Julia Darling was a poet who died in 2005. She wrote extensively of her cancer and terminal diagnosis. Her poems explore the collision of medical and poetic worlds, they are beautifully formed, honest and darkly humorous. When I was diagnosed with a life limiting illness in 2015, she was the first poet I came across who wrote explicitly about illness and who gave me permission to write about my current situation.
Below you'll find a discussion of a poem by Julia Darling followed by a poem by Hannah responding to it, and you can see the séance in full on YouTube.

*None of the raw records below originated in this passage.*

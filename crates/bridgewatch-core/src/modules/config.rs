use std::fs;
use std::path::{Path, PathBuf};

use bridgewatch_types::{ConfigError, WatchdogConfig};
use validator::Validate;

const DATA_DIR: &str = ".bridgewatch";
const CONFIG_FILE: &str = "bridgewatch.json";

/// Resolve (and create) the data directory.
///
/// `BRIDGEWATCH_DATA_DIR` wins over `~/.bridgewatch`.
pub fn get_data_dir() -> Result<PathBuf, ConfigError> {
    let data_dir = if let Ok(custom_dir) = std::env::var("BRIDGEWATCH_DATA_DIR") {
        PathBuf::from(custom_dir)
    } else {
        let home = dirs::home_dir().ok_or_else(|| ConfigError::DataDir {
            message: "Cannot get home directory".to_string(),
        })?;
        home.join(DATA_DIR)
    };

    if !data_dir.exists() {
        fs::create_dir_all(&data_dir).map_err(|e| ConfigError::DataDir {
            message: format!("Failed to create data directory: {}", e),
        })?;
    }

    Ok(data_dir)
}

pub fn config_path(data_dir: &Path) -> PathBuf {
    data_dir.join(CONFIG_FILE)
}

/// Load the watchdog configuration from the data directory, apply
/// environment overrides, and validate it.
pub fn load_config() -> Result<WatchdogConfig, ConfigError> {
    let data_dir = get_data_dir()?;
    let mut config = load_config_from(&config_path(&data_dir))?;
    apply_env_overrides(&mut config);
    validate_config(&config)?;
    Ok(config)
}

/// Read a config file. A missing file yields defaults.
pub fn load_config_from(path: &Path) -> Result<WatchdogConfig, ConfigError> {
    if !path.exists() {
        tracing::info!("[Config] No config at {}, using defaults", path.display());
        return Ok(WatchdogConfig::default());
    }

    let content = fs::read_to_string(path).map_err(|e| ConfigError::from_io_error(&e))?;
    if content.trim().is_empty() {
        return Ok(WatchdogConfig::default());
    }

    serde_json::from_str(&content).map_err(|e| ConfigError::from_json_error(&e))
}

/// Save atomically (temp file + rename).
pub fn save_config_to(config: &WatchdogConfig, path: &Path) -> Result<(), ConfigError> {
    let temp_path = path.with_extension("json.tmp");
    let content =
        serde_json::to_string_pretty(config).map_err(|e| ConfigError::from_json_error(&e))?;

    fs::write(&temp_path, content).map_err(|e| ConfigError::from_io_error(&e))?;
    fs::rename(&temp_path, path).map_err(|e| ConfigError::from_io_error(&e))
}

pub fn validate_config(config: &WatchdogConfig) -> Result<(), ConfigError> {
    config.validate().map_err(|e| ConfigError::ValidationError {
        field: e.field_errors().keys().next().map_or_else(|| "config".to_string(), |k| k.to_string()),
        message: e.to_string(),
    })
}

/// Environment overrides for container deployments.
pub fn apply_env_overrides(config: &mut WatchdogConfig) {
    if let Some(port) = std::env::var("BRIDGEWATCH_PORT").ok().and_then(|p| p.parse().ok()) {
        config.server.port = port;
    }
    if let Ok(url) = std::env::var("BRIDGEWATCH_BRIDGE_URL") {
        config.bridge.base_url = url;
    }
    if let Ok(url) = std::env::var("BRIDGEWATCH_RECOVERY_WEBHOOK") {
        config.recovery.webhook_url = Some(url);
    }
    if let Ok(url) = std::env::var("BRIDGEWATCH_ALERT_WEBHOOK") {
        config.alerts.webhook_url = Some(url);
    }
}

/// Registry file path; relative paths resolve against the data directory.
pub fn registry_path(config: &WatchdogConfig, data_dir: &Path) -> PathBuf {
    let file = Path::new(&config.registry.file);
    if file.is_absolute() {
        file.to_path_buf()
    } else {
        data_dir.join(file)
    }
}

Julia Darling's sonnet 'Nurses' casts the healthcare workers as 'bossing me in and out of clothes / in windowless rooms, tucking me in.' At the turn she takes the power, and responds: 'But I am the woman who won't take off her bra, / the one who demands that you look her in the eyes.' She says, 'when they come back for me, I'll be gone.'
Records are written by strangers. Days are on repeat prescription.
Personhood is incinerated with laundry. Electric toothbrushes
have nowhere to charge. My body retreats and advances, tidal.
I do crafts with custard, cornflakes, and popcorn to show the doctors
I’m not food averse. Body lotion is confiscated, it contains alcohol.
Bleeps chirp in the nests of scrub pockets. Oxygen cylinders
drip like molten silver. PVC chairs, empty egg cups. A fruit stall
in the lobby. A 4% chance. Rows of patients side by side,
boxes of unlit matches. Fury gathering on lungs like pneumonia.